Task requirements
Pull out each line of the data that includes the word "DetailedSource".

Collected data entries
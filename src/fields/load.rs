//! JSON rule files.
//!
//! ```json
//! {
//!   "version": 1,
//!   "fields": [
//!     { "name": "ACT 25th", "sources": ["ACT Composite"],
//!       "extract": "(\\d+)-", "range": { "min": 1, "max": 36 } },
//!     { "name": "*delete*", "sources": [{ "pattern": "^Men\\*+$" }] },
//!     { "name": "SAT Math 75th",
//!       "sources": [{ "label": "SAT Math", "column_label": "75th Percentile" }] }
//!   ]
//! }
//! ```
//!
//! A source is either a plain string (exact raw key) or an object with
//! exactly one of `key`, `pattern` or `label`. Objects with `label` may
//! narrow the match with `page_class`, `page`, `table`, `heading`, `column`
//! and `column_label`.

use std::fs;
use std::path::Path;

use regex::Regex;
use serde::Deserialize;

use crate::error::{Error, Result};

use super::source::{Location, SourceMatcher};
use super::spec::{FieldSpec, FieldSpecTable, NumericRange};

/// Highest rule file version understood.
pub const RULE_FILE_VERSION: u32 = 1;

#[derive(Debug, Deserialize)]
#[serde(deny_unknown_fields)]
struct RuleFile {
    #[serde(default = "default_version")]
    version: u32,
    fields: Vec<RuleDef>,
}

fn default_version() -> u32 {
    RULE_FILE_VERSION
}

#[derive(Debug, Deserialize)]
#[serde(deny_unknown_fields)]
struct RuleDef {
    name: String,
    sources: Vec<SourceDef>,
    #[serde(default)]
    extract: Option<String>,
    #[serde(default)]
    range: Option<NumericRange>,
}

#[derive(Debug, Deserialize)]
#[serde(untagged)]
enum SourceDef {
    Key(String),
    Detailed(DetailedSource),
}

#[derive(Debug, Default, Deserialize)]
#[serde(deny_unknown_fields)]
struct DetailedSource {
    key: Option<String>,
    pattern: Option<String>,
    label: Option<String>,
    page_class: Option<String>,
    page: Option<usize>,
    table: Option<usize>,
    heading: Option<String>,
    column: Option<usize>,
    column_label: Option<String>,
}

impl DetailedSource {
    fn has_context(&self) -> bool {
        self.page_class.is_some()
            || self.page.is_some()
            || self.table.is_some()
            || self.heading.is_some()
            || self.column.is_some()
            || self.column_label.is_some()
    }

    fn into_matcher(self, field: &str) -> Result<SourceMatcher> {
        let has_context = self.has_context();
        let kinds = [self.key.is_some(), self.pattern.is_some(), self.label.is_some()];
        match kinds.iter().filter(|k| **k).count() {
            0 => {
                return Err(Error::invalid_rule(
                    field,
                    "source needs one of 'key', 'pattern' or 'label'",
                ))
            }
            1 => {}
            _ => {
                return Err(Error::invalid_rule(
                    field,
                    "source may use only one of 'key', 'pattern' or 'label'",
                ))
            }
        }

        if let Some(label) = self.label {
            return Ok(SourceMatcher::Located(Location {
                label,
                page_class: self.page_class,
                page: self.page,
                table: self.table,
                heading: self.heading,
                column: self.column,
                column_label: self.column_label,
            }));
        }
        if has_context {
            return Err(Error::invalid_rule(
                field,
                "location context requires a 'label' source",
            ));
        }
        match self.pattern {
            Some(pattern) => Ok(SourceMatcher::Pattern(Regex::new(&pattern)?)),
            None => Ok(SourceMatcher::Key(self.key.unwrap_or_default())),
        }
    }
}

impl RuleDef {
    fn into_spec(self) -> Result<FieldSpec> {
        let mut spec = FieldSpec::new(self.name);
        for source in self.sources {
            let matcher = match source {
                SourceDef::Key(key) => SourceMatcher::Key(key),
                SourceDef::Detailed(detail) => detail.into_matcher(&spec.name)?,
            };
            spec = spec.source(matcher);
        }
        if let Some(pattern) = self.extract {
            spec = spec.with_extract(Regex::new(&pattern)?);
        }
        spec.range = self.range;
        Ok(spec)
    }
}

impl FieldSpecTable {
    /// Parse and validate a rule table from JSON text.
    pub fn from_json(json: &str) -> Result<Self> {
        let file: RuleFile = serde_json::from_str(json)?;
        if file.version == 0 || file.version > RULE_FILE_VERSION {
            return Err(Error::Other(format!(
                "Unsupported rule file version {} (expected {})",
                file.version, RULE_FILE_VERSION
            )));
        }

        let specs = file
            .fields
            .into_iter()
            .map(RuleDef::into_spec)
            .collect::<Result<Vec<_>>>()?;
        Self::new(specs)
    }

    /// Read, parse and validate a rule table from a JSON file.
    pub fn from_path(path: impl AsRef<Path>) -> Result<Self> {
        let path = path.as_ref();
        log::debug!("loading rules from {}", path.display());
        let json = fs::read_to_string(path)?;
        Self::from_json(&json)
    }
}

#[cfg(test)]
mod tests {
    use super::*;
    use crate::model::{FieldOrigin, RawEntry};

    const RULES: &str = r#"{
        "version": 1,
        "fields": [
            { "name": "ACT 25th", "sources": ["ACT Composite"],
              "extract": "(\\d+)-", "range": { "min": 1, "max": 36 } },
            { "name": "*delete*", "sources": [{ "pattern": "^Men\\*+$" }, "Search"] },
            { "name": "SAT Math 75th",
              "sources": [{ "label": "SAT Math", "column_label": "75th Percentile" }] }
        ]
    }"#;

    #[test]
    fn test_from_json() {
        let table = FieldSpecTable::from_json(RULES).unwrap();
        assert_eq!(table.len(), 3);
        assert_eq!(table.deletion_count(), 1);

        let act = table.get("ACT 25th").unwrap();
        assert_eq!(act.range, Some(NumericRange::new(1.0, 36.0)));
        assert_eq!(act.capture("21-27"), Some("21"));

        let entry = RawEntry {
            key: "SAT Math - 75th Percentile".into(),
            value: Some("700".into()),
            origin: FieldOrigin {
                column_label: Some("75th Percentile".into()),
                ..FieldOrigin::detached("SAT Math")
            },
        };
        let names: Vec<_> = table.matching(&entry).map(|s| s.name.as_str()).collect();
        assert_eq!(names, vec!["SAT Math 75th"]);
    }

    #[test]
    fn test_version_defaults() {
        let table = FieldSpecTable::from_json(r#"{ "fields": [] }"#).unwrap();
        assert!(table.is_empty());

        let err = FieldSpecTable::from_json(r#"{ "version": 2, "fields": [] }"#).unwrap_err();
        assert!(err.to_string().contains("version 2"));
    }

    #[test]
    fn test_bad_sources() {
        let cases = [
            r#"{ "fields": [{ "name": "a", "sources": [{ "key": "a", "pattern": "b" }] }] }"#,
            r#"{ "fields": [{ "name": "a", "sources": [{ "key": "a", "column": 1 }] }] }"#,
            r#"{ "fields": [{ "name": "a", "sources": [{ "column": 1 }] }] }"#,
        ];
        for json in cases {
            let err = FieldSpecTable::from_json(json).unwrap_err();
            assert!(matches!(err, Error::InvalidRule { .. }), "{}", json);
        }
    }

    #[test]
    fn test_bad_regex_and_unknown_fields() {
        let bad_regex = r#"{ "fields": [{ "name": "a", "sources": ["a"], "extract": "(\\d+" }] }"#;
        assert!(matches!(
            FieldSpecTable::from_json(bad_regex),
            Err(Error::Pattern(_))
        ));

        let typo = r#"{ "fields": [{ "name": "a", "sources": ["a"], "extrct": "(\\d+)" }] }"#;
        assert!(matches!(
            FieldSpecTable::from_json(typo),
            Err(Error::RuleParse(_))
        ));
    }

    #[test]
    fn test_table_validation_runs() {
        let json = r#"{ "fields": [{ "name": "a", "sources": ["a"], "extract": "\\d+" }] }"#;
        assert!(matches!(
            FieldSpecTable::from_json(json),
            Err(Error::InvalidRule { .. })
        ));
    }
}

Exercise output
    Detailed(DetailedSource),
struct DetailedSource {
impl DetailedSource {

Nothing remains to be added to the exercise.